ASSIGNED TASK => Wherever the word "mpsc" shows up in the data, report the line it sits in.

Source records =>
----------------------------------------
//! Vendor command opcodes and frame encoding.
//!
//! Uses proper enums with `TryFrom`; no panics on unknown values.
//! A frame is one opcode byte followed by the raw payload. There is no
//! length prefix: GATT writes are already delimited.

use crate::error::InkError;
use bytes::{BufMut, Bytes, BytesMut};
use std::fmt;

// ── Opcode ───────────────────────────────────────────────────────

/// All opcodes understood by the EPD firmware.
///
/// Only `Init`, `Clear`, `Refresh` and `WriteImg` are exercised by a
/// normal session; the rest are maintenance commands the firmware
/// accepts on the same characteristic.
#[repr(u8)]
#[derive(Debug, Clone, Copy, PartialEq, Eq, Hash)]
pub enum Opcode {
    /// Reconfigure the panel driver pins.
    SetPins = 0x00,
    /// Wake the panel controller and load its LUTs.
    Init = 0x01,
    /// Blank the panel RAM.
    Clear = 0x02,
    /// Flush panel RAM to the physical display.
    Refresh = 0x05,
    /// Put the panel controller into deep sleep.
    Sleep = 0x06,
    /// One chunk of bit-plane data.
    WriteImg = 0x30,
    /// Reboot the device MCU.
    SysReset = 0x91,
    /// Erase the stored pin configuration.
    CfgErase = 0x99,
}

impl TryFrom<u8> for Opcode {
    type Error = InkError;

    fn try_from(value: u8) -> Result<Self, Self::Error> {
        match value {
            0x00 => Ok(Opcode::SetPins),
            0x01 => Ok(Opcode::Init),
            0x02 => Ok(Opcode::Clear),
            0x05 => Ok(Opcode::Refresh),
            0x06 => Ok(Opcode::Sleep),
            0x30 => Ok(Opcode::WriteImg),
            0x91 => Ok(Opcode::SysReset),
            0x99 => Ok(Opcode::CfgErase),
            _ => Err(InkError::UnknownVariant {
                type_name: "Opcode",
                value: value as u64,
            }),
        }
    }
}

impl fmt::Display for Opcode {
    fn fmt(&self, f: &mut fmt::Formatter<'_>) -> fmt::Result {
        fmt::Debug::fmt(self, f)
    }
}

impl Opcode {
    /// Returns `true` if this command must be sent as an acknowledged
    /// write. `WriteImg` is governed by flow control instead, and
    /// `Sleep` is fire-and-forget since the controller stops answering.
    pub fn requires_ack(&self) -> bool {
        !matches!(self, Opcode::WriteImg | Opcode::Sleep)
    }
}

// ── Command ──────────────────────────────────────────────────────

/// A single command frame: opcode plus raw payload.
#[derive(Debug, Clone, PartialEq, Eq)]
pub struct Command {
    opcode: Opcode,
    payload: Bytes,
}

impl Command {
    pub fn new(opcode: Opcode, payload: impl Into<Bytes>) -> Self {
        Self {
            opcode,
            payload: payload.into(),
        }
    }

    /// `Init` carries no payload.
    pub fn init() -> Self {
        Self::new(Opcode::Init, Bytes::new())
    }

    /// `Clear` carries no payload.
    pub fn clear() -> Self {
        Self::new(Opcode::Clear, Bytes::new())
    }

    /// `Refresh` carries no payload.
    pub fn refresh() -> Self {
        Self::new(Opcode::Refresh, Bytes::new())
    }

    /// One image chunk: header byte plus packed plane bytes.
    pub fn write_img(chunk: impl Into<Bytes>) -> Self {
        Self::new(Opcode::WriteImg, chunk)
    }

    pub fn opcode(&self) -> Opcode {
        self.opcode
    }

    pub fn payload(&self) -> &[u8] {
        &self.payload
    }

    /// Serializes to the on-air layout `[opcode][payload...]`.
    pub fn encode(&self) -> Bytes {
        let mut buf = BytesMut::with_capacity(1 + self.payload.len());
        buf.put_u8(self.opcode as u8);
        buf.extend_from_slice(&self.payload);
        buf.freeze()
    }
}

#[cfg(test)]
mod tests {
    use super::*;

    #[test]
    fn opcode_roundtrip() {
        let ops = [
            Opcode::SetPins,
            Opcode::Init,
            Opcode::Clear,
            Opcode::Refresh,
            Opcode::Sleep,
            Opcode::WriteImg,
            Opcode::SysReset,
            Opcode::CfgErase,
        ];
        for op in ops {
            assert_eq!(Opcode::try_from(op as u8).unwrap(), op);
        }
    }

    #[test]
    fn opcode_invalid() {
        assert!(Opcode::try_from(0x42).is_err());
        assert!(Opcode::try_from(0xFF).is_err());
    }

    #[test]
    fn ack_classification() {
        assert!(Opcode::Init.requires_ack());
        assert!(Opcode::Clear.requires_ack());
        assert!(Opcode::Refresh.requires_ack());
        assert!(!Opcode::WriteImg.requires_ack());
        assert!(!Opcode::Sleep.requires_ack());
    }

    #[test]
    fn encode_prepends_opcode() {
        let cmd = Command::write_img(vec![0x0F, 0xAA, 0xBB]);
        assert_eq!(cmd.encode().as_ref(), &[0x30, 0x0F, 0xAA, 0xBB]);
    }

    #[test]
    fn encode_bare_command() {
        assert_eq!(Command::init().encode().as_ref(), &[0x01]);
        assert_eq!(Command::refresh().encode().as_ref(), &[0x05]);
    }
}
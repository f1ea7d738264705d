//! Transport boundary between the session protocol and the BLE stack.
//!
//! The session only ever talks to [`EpdLink`]; the btleplug-backed
//! implementation lives in [`ble`]. Tests drive the protocol through
//! scripted in-memory links.

use async_trait::async_trait;
use tokio::sync::mpsc;

use crate::error::InkError;

pub mod ble;

pub use ble::{BleLink, DiscoveredDevice, scan};

/// One connected EPD peripheral, as the protocol sees it.
#[async_trait]
pub trait EpdLink: Send + Sync {
    /// Establishes the connection and locates the command characteristic.
    async fn connect(&mut self) -> Result<(), InkError>;

    /// Starts notification delivery. Raw payloads arrive on the
    /// returned channel in their original order.
    async fn subscribe(&mut self) -> Result<mpsc::Receiver<Vec<u8>>, InkError>;

    /// Writes one encoded command frame, acknowledged or not.
    async fn write_command(&self, frame: &[u8], with_response: bool) -> Result<(), InkError>;

    /// Stops notification delivery.
    async fn unsubscribe(&mut self) -> Result<(), InkError>;

    /// Tears the connection down.
    async fn disconnect(&mut self) -> Result<(), InkError>;

    /// Largest payload a single write can carry. Used as the transfer
    /// unit when the device never reports one.
    fn max_payload_size(&self) -> usize;
}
----------------------------------------
RESPONSE AREA =>
use tokio::sync::mpsc;
    async fn subscribe(&mut self) -> Result<mpsc::Receiver<Vec<u8>>, InkError>;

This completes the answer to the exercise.